• **SUPPLIED DATA**
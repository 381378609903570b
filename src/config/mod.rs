use crate::scoring::ScoringConfig;
use anyhow::{Context, Result};
use std::fs;
use std::path::{Path, PathBuf};

/// Get the config directory path (~/.config/area-rank/)
pub fn get_config_dir() -> Result<PathBuf> {
    let home = dirs::home_dir().context("Could not determine home directory")?;
    Ok(home.join(".config").join("area-rank"))
}

/// Get the default config file path (~/.config/area-rank/config.yaml)
pub fn get_config_path() -> Result<PathBuf> {
    Ok(get_config_dir()?.join("config.yaml"))
}

/// Load configuration from a YAML file
///
/// # Arguments
///
/// * `path` - Optional path to config file. If None, uses the default path
///   (~/.config/area-rank/config.yaml) and falls back to the built-in
///   configuration when that file does not exist.
///
/// # Errors
///
/// Returns an error if:
/// - An explicitly given config file does not exist
/// - The config file cannot be read
/// - The YAML cannot be parsed
pub fn load_config(path: Option<PathBuf>) -> Result<ScoringConfig> {
    match path {
        Some(path) => {
            if !path.exists() {
                anyhow::bail!("Config file not found at {}", path.display());
            }
            read_config(&path)
        }
        None => {
            let path = get_config_path()?;
            if path.exists() {
                read_config(&path)
            } else {
                Ok(ScoringConfig::default())
            }
        }
    }
}

fn read_config(path: &Path) -> Result<ScoringConfig> {
    let config_content = fs::read_to_string(path)
        .with_context(|| format!("Failed to read config file at {}", path.display()))?;

    let config: ScoringConfig = serde_saphyr::from_str(&config_content)
        .with_context(|| format!("Failed to parse config: invalid YAML in {}", path.display()))?;

    Ok(config)
}
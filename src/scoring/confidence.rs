use crate::area::parse_data_year;
use chrono::Datelike;
use serde::{Deserialize, Serialize};
use std::fmt;

#[derive(Debug, Clone, Copy, PartialEq, Eq, PartialOrd, Ord, Serialize, Deserialize)]
#[serde(rename_all = "snake_case")]
pub enum ConfidenceLevel {
    Low,
    Medium,
    High,
}

impl fmt::Display for ConfidenceLevel {
    fn fmt(&self, f: &mut fmt::Formatter<'_>) -> fmt::Result {
        let s = match self {
            ConfidenceLevel::Low => "low",
            ConfidenceLevel::Medium => "medium",
            ConfidenceLevel::High => "high",
        };
        f.write_str(s)
    }
}

#[derive(Debug, Clone, PartialEq, Serialize, Deserialize)]
pub struct ConfidenceInput {
    /// Year label of the data behind the score; unparsable means maximally stale
    pub data_year: String,
    /// `None` when the sample size cannot be verified
    pub sample_count: Option<u64>,
    /// Share of indicators without a usable value, 0.0 to 1.0
    pub missing_rate: f64,
}

#[derive(Debug, Clone, PartialEq, Eq, Serialize, Deserialize)]
pub struct ConfidenceResult {
    pub level: ConfidenceLevel,
    pub reason: String,
}

#[derive(Debug, Clone, Copy, PartialEq, Eq)]
enum AgeBand {
    /// 2 years old or newer
    Fresh,
    /// 3 to 4 years old
    Aging,
    /// 5 years or older, or unknown
    Stale,
}

#[derive(Debug, Clone, Copy, PartialEq, Eq)]
enum Missingness {
    /// below 10%
    Clean,
    /// 10% to 30% inclusive
    Partial,
    /// above 30%, or not a number
    Poor,
}

fn age_band(age_years: Option<i32>) -> AgeBand {
    match age_years {
        Some(age) if age <= 2 => AgeBand::Fresh,
        Some(age) if age <= 4 => AgeBand::Aging,
        _ => AgeBand::Stale,
    }
}

fn missingness(rate: f64) -> Missingness {
    if rate < 0.1 {
        Missingness::Clean
    } else if rate <= 0.3 {
        Missingness::Partial
    } else {
        // NaN lands here too
        Missingness::Poor
    }
}

pub fn current_year() -> i32 {
    chrono::Utc::now().year()
}

/// Classify data quality against the wall-clock year.
pub fn evaluate_confidence(input: &ConfidenceInput) -> ConfidenceResult {
    evaluate_confidence_at(input, current_year())
}

/// Classify data quality as of `current_year`.
///
/// Poor missingness or stale data always gives `Low`. `High` needs fresh,
/// clean data with a known sample size. Everything else is `Medium`.
pub fn evaluate_confidence_at(input: &ConfidenceInput, current_year: i32) -> ConfidenceResult {
    let age = parse_data_year(&input.data_year).map(|year| current_year - year);
    let band = age_band(age);
    let missing = missingness(input.missing_rate);
    let missing_pct = format_rate(input.missing_rate);
    let year = &input.data_year;

    let (level, reason) = match (missing, band, input.sample_count) {
        (Missingness::Poor, _, _) => (
            ConfidenceLevel::Low,
            format!("{} of indicators missing (data year {})", missing_pct, year),
        ),
        (_, AgeBand::Stale, _) => (
            ConfidenceLevel::Low,
            match age {
                Some(age) => format!("data year {} is {} years old", year, age),
                None => format!("data year '{}' could not be determined", year),
            },
        ),
        (Missingness::Clean, AgeBand::Fresh, Some(samples)) => (
            ConfidenceLevel::High,
            format!(
                "recent data (data year {}), {} missing, sample size {}",
                year, missing_pct, samples
            ),
        ),
        (Missingness::Clean, AgeBand::Fresh, None) => (
            ConfidenceLevel::Medium,
            format!(
                "sample size unknown (data year {}, {} missing)",
                year, missing_pct
            ),
        ),
        (Missingness::Partial, _, _) => (
            ConfidenceLevel::Medium,
            format!("{} of indicators missing (data year {})", missing_pct, year),
        ),
        (Missingness::Clean, AgeBand::Aging, _) => (
            ConfidenceLevel::Medium,
            format!(
                "data year {} is {} years old",
                year,
                age.unwrap_or_default()
            ),
        ),
    };

    ConfidenceResult { level, reason }
}

fn format_rate(rate: f64) -> String {
    if rate.is_finite() {
        format!("{:.0}%", rate * 100.0)
    } else {
        "an unknown share".to_string()
    }
}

• **WHAT THIS TASK INVOLVES**
Which of the lines above hold the string "derive"? Copy each one.

• **ANSWER SPACE**
#[derive(Debug, Clone, Copy, PartialEq, Eq, PartialOrd, Ord, Serialize, Deserialize)]
#[derive(Debug, Clone, PartialEq, Serialize, Deserialize)]
#[derive(Debug, Clone, PartialEq, Eq, Serialize, Deserialize)]
#[derive(Debug, Clone, Copy, PartialEq, Eq)]
#[derive(Debug, Clone, Copy, PartialEq, Eq)]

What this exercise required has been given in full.